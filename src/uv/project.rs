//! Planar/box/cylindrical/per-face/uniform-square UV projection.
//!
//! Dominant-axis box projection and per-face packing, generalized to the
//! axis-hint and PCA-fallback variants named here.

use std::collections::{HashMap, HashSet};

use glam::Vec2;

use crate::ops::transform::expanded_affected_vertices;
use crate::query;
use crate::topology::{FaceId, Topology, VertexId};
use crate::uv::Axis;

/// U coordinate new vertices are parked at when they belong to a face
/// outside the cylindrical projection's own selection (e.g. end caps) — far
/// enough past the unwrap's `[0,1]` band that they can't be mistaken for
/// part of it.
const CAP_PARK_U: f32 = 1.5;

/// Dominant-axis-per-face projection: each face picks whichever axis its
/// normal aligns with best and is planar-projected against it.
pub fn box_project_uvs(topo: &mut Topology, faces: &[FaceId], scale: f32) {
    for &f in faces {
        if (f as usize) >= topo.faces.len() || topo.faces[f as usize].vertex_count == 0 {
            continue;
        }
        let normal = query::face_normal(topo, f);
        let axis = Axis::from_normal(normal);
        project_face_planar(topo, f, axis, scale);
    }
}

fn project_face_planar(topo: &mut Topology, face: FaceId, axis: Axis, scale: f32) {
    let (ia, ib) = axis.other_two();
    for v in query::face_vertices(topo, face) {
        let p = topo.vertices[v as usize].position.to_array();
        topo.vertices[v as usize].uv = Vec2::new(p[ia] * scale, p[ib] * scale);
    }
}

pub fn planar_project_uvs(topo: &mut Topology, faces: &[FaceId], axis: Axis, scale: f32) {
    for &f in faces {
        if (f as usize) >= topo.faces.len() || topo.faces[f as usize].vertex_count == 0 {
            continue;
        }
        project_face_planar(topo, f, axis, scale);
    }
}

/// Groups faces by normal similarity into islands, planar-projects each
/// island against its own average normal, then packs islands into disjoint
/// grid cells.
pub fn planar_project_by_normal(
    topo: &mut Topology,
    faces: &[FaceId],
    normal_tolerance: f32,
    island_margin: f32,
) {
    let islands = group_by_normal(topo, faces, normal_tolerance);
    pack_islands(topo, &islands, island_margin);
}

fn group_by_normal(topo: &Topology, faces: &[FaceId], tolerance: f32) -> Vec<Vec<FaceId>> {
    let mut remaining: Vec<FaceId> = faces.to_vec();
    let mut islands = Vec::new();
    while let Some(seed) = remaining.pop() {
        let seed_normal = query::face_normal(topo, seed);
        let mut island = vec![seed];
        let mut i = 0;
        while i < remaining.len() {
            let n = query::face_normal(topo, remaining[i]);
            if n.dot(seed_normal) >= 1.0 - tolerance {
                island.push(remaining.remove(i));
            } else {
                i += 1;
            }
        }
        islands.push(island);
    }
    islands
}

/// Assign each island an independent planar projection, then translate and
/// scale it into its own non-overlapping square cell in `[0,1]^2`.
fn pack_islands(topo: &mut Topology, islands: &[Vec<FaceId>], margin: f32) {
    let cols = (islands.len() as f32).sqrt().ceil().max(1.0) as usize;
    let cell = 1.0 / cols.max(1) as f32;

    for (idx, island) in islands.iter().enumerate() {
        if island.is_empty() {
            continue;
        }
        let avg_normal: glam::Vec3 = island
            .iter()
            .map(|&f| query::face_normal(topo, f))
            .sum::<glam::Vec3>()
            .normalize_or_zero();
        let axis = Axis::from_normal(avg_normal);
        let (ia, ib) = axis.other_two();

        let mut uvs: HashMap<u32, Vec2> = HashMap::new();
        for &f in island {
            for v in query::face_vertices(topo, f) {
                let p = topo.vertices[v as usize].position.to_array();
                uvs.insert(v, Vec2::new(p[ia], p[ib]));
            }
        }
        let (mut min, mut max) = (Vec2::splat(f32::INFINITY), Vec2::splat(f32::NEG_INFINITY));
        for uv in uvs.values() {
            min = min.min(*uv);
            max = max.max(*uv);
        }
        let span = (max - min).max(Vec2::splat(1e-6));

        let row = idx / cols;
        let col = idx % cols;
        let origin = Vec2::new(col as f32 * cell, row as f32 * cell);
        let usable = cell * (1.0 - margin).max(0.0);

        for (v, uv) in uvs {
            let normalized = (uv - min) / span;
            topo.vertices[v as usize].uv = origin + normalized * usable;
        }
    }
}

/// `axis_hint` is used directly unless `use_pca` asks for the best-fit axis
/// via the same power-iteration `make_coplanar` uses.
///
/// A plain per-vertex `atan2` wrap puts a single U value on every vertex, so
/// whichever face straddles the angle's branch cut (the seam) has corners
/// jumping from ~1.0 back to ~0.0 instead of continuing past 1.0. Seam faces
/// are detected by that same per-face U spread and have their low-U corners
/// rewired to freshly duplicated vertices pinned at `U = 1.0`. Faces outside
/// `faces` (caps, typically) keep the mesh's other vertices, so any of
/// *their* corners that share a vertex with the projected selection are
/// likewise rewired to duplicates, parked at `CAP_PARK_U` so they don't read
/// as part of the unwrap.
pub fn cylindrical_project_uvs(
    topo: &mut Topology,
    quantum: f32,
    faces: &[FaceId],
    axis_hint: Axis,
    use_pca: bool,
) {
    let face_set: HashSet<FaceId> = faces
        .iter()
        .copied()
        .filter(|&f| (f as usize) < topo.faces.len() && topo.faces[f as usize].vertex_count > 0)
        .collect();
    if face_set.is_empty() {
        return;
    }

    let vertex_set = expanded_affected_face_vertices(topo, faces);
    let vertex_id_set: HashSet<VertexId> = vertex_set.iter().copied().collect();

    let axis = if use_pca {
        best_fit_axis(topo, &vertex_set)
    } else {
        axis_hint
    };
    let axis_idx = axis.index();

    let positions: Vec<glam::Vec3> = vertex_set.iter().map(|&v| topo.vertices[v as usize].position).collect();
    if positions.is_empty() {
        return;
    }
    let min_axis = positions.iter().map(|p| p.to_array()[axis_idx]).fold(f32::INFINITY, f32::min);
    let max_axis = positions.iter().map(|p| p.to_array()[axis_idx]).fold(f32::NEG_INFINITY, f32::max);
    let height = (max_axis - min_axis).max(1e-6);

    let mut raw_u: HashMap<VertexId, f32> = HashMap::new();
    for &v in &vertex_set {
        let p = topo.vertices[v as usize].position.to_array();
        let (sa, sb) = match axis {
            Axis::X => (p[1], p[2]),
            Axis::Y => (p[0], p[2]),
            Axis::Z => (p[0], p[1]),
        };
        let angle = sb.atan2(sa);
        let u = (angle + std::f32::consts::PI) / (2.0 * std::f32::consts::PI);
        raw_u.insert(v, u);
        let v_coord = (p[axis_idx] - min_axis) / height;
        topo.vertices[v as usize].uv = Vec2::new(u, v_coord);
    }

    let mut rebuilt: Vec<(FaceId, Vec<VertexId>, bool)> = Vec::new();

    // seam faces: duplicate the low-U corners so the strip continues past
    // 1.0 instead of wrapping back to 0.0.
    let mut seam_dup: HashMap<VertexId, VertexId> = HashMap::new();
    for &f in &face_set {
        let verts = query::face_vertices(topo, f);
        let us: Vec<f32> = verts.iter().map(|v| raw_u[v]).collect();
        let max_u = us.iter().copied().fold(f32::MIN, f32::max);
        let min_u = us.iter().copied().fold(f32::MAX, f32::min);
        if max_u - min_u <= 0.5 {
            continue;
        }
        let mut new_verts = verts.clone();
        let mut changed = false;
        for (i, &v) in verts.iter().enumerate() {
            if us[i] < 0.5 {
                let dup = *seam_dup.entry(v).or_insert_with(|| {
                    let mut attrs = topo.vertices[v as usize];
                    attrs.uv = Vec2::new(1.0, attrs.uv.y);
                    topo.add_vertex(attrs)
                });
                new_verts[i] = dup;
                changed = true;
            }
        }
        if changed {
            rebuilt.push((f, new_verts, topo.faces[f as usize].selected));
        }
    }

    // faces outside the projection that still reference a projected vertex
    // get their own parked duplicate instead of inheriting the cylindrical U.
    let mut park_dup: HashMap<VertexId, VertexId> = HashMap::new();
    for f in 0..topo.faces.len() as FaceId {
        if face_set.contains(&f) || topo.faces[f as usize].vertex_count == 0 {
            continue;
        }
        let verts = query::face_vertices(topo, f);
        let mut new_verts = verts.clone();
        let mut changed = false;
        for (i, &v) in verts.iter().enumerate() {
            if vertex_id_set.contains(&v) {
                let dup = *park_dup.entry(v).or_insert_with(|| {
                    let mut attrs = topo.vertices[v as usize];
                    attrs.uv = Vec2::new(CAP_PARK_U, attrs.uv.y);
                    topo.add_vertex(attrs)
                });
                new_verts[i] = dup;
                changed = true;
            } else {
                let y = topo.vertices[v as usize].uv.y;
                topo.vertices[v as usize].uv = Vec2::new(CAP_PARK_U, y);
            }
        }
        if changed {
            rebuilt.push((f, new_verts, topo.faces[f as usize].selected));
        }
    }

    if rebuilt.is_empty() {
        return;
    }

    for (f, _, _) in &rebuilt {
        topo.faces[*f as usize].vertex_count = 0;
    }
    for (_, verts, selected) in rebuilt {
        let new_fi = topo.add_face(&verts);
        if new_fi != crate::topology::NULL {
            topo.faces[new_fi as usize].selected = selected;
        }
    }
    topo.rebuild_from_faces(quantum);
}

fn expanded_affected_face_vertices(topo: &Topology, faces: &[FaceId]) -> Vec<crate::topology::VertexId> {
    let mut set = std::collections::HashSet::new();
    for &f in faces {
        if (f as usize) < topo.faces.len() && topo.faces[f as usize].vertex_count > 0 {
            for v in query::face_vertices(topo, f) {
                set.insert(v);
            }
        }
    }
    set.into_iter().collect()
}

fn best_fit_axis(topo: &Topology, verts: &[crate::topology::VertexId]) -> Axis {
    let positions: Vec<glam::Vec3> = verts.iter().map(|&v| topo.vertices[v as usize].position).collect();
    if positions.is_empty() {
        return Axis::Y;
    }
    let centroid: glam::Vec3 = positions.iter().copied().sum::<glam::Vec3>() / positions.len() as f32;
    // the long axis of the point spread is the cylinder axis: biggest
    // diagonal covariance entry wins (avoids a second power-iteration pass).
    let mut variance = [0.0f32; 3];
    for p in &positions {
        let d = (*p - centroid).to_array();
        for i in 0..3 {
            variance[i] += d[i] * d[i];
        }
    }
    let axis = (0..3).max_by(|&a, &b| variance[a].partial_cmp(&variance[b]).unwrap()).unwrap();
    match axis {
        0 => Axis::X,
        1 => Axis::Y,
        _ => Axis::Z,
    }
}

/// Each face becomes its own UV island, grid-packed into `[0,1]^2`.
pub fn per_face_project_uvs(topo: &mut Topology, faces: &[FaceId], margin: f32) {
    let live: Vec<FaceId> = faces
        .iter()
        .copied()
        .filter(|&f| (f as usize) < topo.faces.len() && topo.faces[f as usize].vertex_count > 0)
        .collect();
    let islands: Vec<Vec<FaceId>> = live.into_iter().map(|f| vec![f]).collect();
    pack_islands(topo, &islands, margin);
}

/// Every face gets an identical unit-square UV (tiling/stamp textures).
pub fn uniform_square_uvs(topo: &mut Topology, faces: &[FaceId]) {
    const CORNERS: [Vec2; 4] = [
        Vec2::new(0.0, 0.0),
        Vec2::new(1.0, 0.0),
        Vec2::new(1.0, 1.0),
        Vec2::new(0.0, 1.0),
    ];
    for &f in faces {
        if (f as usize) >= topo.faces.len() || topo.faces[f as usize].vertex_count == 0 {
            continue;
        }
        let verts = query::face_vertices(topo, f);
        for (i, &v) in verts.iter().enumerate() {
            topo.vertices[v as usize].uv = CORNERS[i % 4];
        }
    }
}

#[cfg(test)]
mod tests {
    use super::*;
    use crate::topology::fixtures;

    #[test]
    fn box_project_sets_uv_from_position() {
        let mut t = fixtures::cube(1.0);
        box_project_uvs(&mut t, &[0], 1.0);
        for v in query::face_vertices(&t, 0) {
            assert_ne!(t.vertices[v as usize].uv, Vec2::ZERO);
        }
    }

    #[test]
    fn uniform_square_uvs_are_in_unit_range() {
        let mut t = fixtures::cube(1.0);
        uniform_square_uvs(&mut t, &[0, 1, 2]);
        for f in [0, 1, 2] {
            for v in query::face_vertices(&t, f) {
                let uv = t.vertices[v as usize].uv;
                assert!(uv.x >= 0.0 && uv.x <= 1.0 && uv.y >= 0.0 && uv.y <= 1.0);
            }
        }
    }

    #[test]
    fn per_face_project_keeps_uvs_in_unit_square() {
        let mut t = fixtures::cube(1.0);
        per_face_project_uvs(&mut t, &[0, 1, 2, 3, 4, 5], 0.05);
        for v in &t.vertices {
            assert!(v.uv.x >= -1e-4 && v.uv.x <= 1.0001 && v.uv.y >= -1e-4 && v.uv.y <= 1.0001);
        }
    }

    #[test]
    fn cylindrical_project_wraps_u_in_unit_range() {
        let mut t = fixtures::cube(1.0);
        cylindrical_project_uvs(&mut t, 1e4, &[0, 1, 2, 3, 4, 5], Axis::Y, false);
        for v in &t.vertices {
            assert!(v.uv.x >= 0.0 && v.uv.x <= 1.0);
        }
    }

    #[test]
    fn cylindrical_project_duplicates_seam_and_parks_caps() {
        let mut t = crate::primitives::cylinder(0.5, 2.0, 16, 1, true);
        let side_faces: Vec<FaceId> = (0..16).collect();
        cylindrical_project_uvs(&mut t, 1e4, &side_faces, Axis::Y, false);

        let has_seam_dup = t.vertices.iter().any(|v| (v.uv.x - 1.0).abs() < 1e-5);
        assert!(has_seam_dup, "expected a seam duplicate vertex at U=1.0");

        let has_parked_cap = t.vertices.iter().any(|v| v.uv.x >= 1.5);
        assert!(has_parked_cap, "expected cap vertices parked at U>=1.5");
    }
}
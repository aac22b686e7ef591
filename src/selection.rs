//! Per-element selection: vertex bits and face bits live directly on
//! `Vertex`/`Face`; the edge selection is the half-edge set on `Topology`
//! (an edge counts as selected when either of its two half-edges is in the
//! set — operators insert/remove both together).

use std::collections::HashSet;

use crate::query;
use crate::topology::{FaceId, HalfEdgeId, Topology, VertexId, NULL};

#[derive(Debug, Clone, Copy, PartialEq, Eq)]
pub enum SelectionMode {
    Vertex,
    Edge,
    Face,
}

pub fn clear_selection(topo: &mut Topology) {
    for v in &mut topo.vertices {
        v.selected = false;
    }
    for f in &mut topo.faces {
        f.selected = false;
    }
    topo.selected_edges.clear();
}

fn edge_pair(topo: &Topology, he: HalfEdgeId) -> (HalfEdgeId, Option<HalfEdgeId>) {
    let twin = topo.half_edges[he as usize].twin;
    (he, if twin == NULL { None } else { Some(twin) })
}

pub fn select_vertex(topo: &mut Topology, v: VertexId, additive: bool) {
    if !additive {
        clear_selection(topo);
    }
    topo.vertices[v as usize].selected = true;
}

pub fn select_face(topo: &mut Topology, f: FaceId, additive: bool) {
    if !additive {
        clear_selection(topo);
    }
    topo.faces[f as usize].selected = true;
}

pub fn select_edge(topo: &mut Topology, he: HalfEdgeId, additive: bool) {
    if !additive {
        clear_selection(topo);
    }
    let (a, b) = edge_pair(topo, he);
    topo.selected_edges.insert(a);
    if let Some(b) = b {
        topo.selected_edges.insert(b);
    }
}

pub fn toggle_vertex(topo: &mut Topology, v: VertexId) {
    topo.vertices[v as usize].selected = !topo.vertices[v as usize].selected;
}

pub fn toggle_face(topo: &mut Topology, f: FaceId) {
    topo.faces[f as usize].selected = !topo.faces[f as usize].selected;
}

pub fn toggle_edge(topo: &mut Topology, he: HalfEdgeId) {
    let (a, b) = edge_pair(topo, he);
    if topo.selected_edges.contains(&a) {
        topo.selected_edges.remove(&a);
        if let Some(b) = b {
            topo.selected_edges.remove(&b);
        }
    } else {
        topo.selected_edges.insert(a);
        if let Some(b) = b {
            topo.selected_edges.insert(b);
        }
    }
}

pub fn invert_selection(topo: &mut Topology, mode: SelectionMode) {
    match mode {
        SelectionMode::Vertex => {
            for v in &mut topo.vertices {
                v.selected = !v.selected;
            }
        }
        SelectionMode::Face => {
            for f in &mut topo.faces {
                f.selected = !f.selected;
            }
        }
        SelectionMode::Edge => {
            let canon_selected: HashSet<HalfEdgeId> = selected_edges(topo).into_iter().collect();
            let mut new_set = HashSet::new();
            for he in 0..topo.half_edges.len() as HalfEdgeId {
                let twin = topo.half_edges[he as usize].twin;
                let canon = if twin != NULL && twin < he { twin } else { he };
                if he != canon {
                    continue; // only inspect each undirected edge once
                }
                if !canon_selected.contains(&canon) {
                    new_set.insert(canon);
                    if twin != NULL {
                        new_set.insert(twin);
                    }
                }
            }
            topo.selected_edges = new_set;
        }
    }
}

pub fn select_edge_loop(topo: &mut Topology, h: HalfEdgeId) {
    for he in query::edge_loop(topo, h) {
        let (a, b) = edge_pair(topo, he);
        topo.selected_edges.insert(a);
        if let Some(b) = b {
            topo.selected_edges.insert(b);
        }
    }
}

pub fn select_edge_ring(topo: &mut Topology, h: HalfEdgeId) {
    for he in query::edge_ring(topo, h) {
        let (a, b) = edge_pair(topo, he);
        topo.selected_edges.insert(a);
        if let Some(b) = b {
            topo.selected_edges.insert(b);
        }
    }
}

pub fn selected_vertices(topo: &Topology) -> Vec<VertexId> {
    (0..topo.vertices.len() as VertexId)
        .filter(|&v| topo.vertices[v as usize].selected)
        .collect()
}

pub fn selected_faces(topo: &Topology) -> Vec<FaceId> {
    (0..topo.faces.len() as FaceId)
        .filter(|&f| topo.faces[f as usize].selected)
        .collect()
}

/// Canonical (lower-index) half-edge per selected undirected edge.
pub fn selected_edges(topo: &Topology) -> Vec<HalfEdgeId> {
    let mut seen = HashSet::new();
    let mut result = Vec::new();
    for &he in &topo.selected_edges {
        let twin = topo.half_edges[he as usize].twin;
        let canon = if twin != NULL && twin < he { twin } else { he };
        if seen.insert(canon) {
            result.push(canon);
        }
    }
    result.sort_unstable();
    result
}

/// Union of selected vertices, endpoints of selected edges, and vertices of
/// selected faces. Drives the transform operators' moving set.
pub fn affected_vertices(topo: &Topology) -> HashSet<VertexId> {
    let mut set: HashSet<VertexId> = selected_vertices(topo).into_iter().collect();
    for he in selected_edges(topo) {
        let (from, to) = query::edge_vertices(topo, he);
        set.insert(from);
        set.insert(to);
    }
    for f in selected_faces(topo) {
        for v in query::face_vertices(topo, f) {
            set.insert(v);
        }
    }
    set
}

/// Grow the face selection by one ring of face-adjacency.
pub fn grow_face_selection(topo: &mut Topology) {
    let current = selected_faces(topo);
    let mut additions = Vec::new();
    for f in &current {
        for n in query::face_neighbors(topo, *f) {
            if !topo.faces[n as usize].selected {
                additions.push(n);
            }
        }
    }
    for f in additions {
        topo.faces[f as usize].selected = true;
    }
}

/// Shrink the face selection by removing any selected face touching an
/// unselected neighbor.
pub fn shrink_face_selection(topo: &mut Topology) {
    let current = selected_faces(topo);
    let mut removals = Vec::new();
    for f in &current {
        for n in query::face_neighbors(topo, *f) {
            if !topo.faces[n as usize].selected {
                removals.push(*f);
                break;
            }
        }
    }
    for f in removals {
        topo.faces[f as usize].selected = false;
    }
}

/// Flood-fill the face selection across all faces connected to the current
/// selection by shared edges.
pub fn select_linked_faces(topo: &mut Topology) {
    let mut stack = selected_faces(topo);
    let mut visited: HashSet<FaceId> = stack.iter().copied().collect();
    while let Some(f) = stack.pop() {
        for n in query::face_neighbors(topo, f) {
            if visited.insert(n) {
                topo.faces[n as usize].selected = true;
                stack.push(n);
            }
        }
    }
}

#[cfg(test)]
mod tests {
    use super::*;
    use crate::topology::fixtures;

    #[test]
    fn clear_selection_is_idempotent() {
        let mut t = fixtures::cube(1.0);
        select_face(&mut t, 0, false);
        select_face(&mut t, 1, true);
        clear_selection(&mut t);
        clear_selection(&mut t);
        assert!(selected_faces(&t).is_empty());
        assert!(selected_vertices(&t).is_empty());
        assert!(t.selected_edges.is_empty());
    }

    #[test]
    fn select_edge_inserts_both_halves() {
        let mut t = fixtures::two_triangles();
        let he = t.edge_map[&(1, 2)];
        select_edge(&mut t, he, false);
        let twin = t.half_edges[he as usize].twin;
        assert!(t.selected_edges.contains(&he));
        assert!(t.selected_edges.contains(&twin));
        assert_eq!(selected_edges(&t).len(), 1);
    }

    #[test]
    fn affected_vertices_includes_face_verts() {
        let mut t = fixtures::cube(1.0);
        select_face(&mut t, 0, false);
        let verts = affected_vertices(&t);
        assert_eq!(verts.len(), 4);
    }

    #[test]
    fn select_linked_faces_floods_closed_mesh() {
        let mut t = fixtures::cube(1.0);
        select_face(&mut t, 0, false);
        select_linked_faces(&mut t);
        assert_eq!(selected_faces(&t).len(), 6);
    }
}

────────────────────

- **Activity**: Within the listing above, filter for lines holding the string "remove" and copy each one.

- **Solution to the exercise**:
                island.push(remaining.remove(i));
//! set — operators insert/remove both together).
        topo.selected_edges.remove(&a);
            topo.selected_edges.remove(&b);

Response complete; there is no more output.